→ **What the task asks**:
From the data below, copy each line that includes the word "blank".

[Saved data entries]
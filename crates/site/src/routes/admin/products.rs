//! Product management screen.

use askama::Template;
use askama_web::WebTemplate;
use axum::{
    extract::{Multipart, Path, Query, State},
    response::{IntoResponse, Redirect},
};
use premium_food_core::{GalleryCategory, Product, ProductId, Record};
use tower_sessions::Session;
use tracing::instrument;

use super::{
    AdminLayout, Verb, add_dialog_path, edit_dialog_path, format_date, read_form, respond,
};
use crate::actions::products::{ProductForm, create_product, delete_product, update_product};
use crate::actions::{self, ActionContext, Entity};
use crate::error::Result;
use crate::middleware::RequireAdmin;
use crate::screens::{Dialog, ListState, ScreenQuery};
use crate::state::AppState;

/// Product row in the admin table.
#[derive(Debug, Clone)]
pub struct ProductRow {
    pub id: String,
    pub name: String,
    pub description: String,
    pub category: String,
    pub image_url: Option<String>,
    pub is_featured: bool,
    pub created: String,
}

impl From<&Product> for ProductRow {
    fn from(product: &Product) -> Self {
        Self {
            id: product.id.to_string(),
            name: product.name.clone(),
            description: product.description.clone().unwrap_or_default(),
            category: product.category.clone().unwrap_or_default(),
            image_url: product.image_url().map(str::to_owned),
            is_featured: product.is_featured,
            created: format_date(product.created_at),
        }
    }
}

/// Add/edit dialog contents.
#[derive(Debug, Clone)]
pub struct ProductFormView {
    pub heading: &'static str,
    pub action: String,
    pub submit_label: &'static str,
    pub name: String,
    pub description: String,
    pub category: String,
    pub image_url: String,
    pub is_featured: bool,
    /// New products need an image; edits keep the current one.
    pub image_required: bool,
}

impl ProductFormView {
    fn blank() -> Self {
        Self {
            heading: "Add Product",
            action: Product::ADMIN_PATH.to_string(),
            submit_label: "Add Product",
            name: String::new(),
            description: String::new(),
            category: String::new(),
            image_url: String::new(),
            is_featured: false,
            image_required: true,
        }
    }

    fn for_row(row: &ProductRow) -> Self {
        Self {
            heading: "Edit Product",
            action: format!("{}/{}", Product::ADMIN_PATH, row.id),
            submit_label: "Save Changes",
            name: row.name.clone(),
            description: row.description.clone(),
            category: row.category.clone(),
            image_url: row.image_url.clone().unwrap_or_default(),
            is_featured: row.is_featured,
            image_required: false,
        }
    }
}

/// Product management page template.
#[derive(Template, WebTemplate)]
#[template(path = "admin/products.html")]
pub struct ProductsTemplate {
    pub layout: AdminLayout,
    pub list: ListState<ProductRow>,
    pub form: Option<ProductFormView>,
    pub confirm_delete: Option<ProductRow>,
    pub categories: Vec<&'static str>,
}

/// Category suggestions offered in the dialog.
pub(super) fn category_options() -> Vec<&'static str> {
    GalleryCategory::TABS
        .into_iter()
        .filter(|tab| *tab != GalleryCategory::All)
        .map(GalleryCategory::label)
        .collect()
}

/// Display the product list with the dialog selected by the query string.
#[instrument(skip(admin, state, session))]
pub async fn index(
    State(state): State<AppState>,
    RequireAdmin(admin): RequireAdmin,
    session: Session,
    Query(query): Query<ScreenQuery>,
) -> impl IntoResponse {
    let ctx = ActionContext::new(&state, &admin);
    let rows = actions::list::<Product>(&ctx)
        .await
        .map(|products| products.iter().map(ProductRow::from).collect::<Vec<_>>());
    let list = ListState::from_result(rows, "products");

    let (form, confirm_delete) = match query.dialog(list.items(), |row| row.id.as_str()) {
        Dialog::Closed => (None, None),
        Dialog::Add => (Some(ProductFormView::blank()), None),
        Dialog::Edit(row) => (Some(ProductFormView::for_row(&row)), None),
        Dialog::ConfirmDelete(row) => (None, Some(row)),
    };

    ProductsTemplate {
        layout: AdminLayout::load(&state, &admin, &session, Product::ADMIN_PATH).await,
        list,
        form,
        confirm_delete,
        categories: category_options(),
    }
}

/// Handle the add dialog.
#[instrument(skip(admin, state, session, multipart))]
pub async fn create(
    State(state): State<AppState>,
    RequireAdmin(admin): RequireAdmin,
    session: Session,
    multipart: Multipart,
) -> Result<Redirect> {
    let form = ProductForm::from_multipart(read_form(multipart).await?);
    let ctx = ActionContext::new(&state, &admin);
    let result = create_product(&ctx, form).await;
    Ok(respond::<Product, _>(&session, Verb::Add, result, Some(add_dialog_path::<Product>())).await)
}

/// Handle the edit dialog.
#[instrument(skip(admin, state, session, multipart))]
pub async fn update(
    State(state): State<AppState>,
    RequireAdmin(admin): RequireAdmin,
    session: Session,
    Path(id): Path<ProductId>,
    multipart: Multipart,
) -> Result<Redirect> {
    let form = ProductForm::from_multipart(read_form(multipart).await?);
    let ctx = ActionContext::new(&state, &admin);
    let result = update_product(&ctx, id, form).await;
    Ok(respond::<Product, _>(
        &session,
        Verb::Update,
        result,
        Some(edit_dialog_path::<Product>(id)),
    )
    .await)
}

/// Handle the delete confirmation.
#[instrument(skip(admin, state, session))]
pub async fn delete(
    State(state): State<AppState>,
    RequireAdmin(admin): RequireAdmin,
    session: Session,
    Path(id): Path<ProductId>,
) -> Redirect {
    let ctx = ActionContext::new(&state, &admin);
    let result = delete_product(&ctx, id).await;
    respond::<Product, _>(&session, Verb::Delete, result, None).await
}
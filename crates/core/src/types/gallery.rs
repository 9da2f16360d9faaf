//! Gallery photos.

use chrono::{DateTime, Utc};
use serde::{Deserialize, Serialize};

use super::{Bucket, GalleryItemId, Record};

/// A gallery row.
#[derive(Debug, Clone, PartialEq, Eq, Serialize, Deserialize)]
pub struct GalleryItem {
    pub id: GalleryItemId,
    pub title: String,
    #[serde(default)]
    pub description: Option<String>,
    /// Rows written before images were mandatory may have no image.
    #[serde(default)]
    pub image_url: Option<String>,
    #[serde(default)]
    pub category: Option<String>,
    pub created_at: DateTime<Utc>,
}

/// Writable gallery columns.
#[derive(Debug, Clone, PartialEq, Eq, Serialize, Deserialize)]
pub struct GalleryFields {
    pub title: String,
    pub description: Option<String>,
    pub image_url: String,
    pub category: Option<String>,
}

impl Record for GalleryItem {
    type Id = GalleryItemId;
    type Fields = GalleryFields;

    const TABLE: &'static str = "gallery";
    const BUCKET: Bucket = Bucket::Gallery;
    const NOUN: &'static str = "gallery item";

    fn id(&self) -> GalleryItemId {
        self.id
    }

    fn image_url(&self) -> Option<&str> {
        self.image_url.as_deref().filter(|url| !url.is_empty())
    }
}
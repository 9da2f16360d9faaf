//! Testimonial actions.

use premium_food_core::{Rating, Testimonial, TestimonialFields, TestimonialId};

use super::{ActionContext, ActionError, Entity, create, delete, require_fields, update};
use crate::backend::{BackendError, Caller, Database, Repository};
use crate::forms::{ImageInput, MultipartForm};

impl Entity for Testimonial {
    const ADMIN_PATH: &'static str = "/admin/testimonials";
    const PUBLIC_PATHS: &'static [&'static str] = &["/"];
    const IMAGE_REQUIRED: bool = false;
}

/// Submitted testimonial dialog.
#[derive(Debug, Default)]
pub struct TestimonialForm {
    pub author_name: String,
    pub content: String,
    /// Raw rating input; empty means no rating.
    pub rating: String,
    pub is_approved: bool,
    pub avatar: ImageInput,
}

impl TestimonialForm {
    /// Read the dialog's fields (`avatar` file, `avatar_url` text).
    #[must_use]
    pub fn from_multipart(mut form: MultipartForm) -> Self {
        let avatar = ImageInput::from_form(&mut form, "avatar", "avatar_url");
        Self {
            author_name: form.text("author_name"),
            content: form.text("content"),
            rating: form.text("rating"),
            is_approved: form.checkbox("is_approved"),
            avatar,
        }
    }

    /// Check required fields and parse the rating (clamped to 1-5).
    fn validate(&self) -> Result<Option<Rating>, ActionError> {
        require_fields(&[
            ("Author name", self.author_name.as_str()),
            ("Content", self.content.as_str()),
        ])?;

        if self.rating.is_empty() {
            return Ok(None);
        }
        Rating::parse(&self.rating)
            .map(Some)
            .map_err(|e| ActionError::Validation(format!("Invalid rating: {e}.")))
    }

    fn split(
        self,
        rating: Option<Rating>,
    ) -> (
        ImageInput,
        impl FnOnce(Option<String>) -> TestimonialFields + Send,
    ) {
        let Self {
            author_name,
            content,
            is_approved,
            avatar,
            ..
        } = self;
        let build = move |avatar_url| TestimonialFields {
            author_name,
            content,
            rating,
            avatar_url,
            is_approved,
        };
        (avatar, build)
    }
}

/// Add a testimonial. The avatar is optional.
///
/// # Errors
///
/// Returns a validation error for missing fields or a bad rating, otherwise
/// the backend's error.
pub async fn create_testimonial(
    ctx: &ActionContext<'_>,
    form: TestimonialForm,
) -> Result<Testimonial, ActionError> {
    let rating = form.validate()?;
    let (avatar, build) = form.split(rating);
    create::<Testimonial, _>(ctx, avatar, build).await
}

/// Edit a testimonial. Without a new avatar the stored one is kept.
///
/// # Errors
///
/// Returns a validation error for missing fields or a bad rating, otherwise
/// the backend's error.
pub async fn update_testimonial(
    ctx: &ActionContext<'_>,
    id: TestimonialId,
    form: TestimonialForm,
) -> Result<Testimonial, ActionError> {
    let rating = form.validate()?;
    let (avatar, build) = form.split(rating);
    update::<Testimonial, _>(ctx, id, avatar, build).await
}

/// Delete a testimonial and, best-effort, its avatar.
///
/// # Errors
///
/// Returns the backend's error if the testimonial cannot be read or deleted.
pub async fn delete_testimonial(
    ctx: &ActionContext<'_>,
    id: TestimonialId,
) -> Result<(), ActionError> {
    delete::<Testimonial>(ctx, id).await
}

/// Approved testimonials for the public home page, newest first.
///
/// # Errors
///
/// Returns the backend error if the read fails.
pub async fn list_approved_testimonials(
    db: &dyn Database,
) -> Result<Vec<Testimonial>, BackendError> {
    Repository::<Testimonial>::new(db, &Caller::Anonymous)
        .list_where("is_approved", true)
        .await
}

#[cfg(test)]
mod tests {
    use super::*;

    fn form(rating: &str) -> TestimonialForm {
        TestimonialForm {
            author_name: "Musa".to_string(),
            content: "Best chicken in Kano.".to_string(),
            rating: rating.to_string(),
            ..TestimonialForm::default()
        }
    }

    #[test]
    fn test_rating_is_optional_and_clamped() {
        assert_eq!(form("").validate().ok(), Some(None));
        assert_eq!(
            form("8").validate().ok().flatten().map(Rating::stars),
            Some(5)
        );
        assert_eq!(
            form("0").validate().ok().flatten().map(Rating::stars),
            Some(1)
        );
    }

    #[test]
    fn test_bad_rating_is_rejected() {
        let err = form("great").validate().err().map(|e| e.to_string());
        assert_eq!(
            err.as_deref(),
            Some("Invalid rating: rating must be a whole number from 1 to 5.")
        );
    }

    #[test]
    fn test_content_required() {
        let mut form = form("5");
        form.content.clear();
        assert!(matches!(form.validate(), Err(ActionError::Validation(_))));
    }
}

→ **Answer space**:
    fn blank() -> Self {
        Dialog::Add => (Some(ProductFormView::blank()), None),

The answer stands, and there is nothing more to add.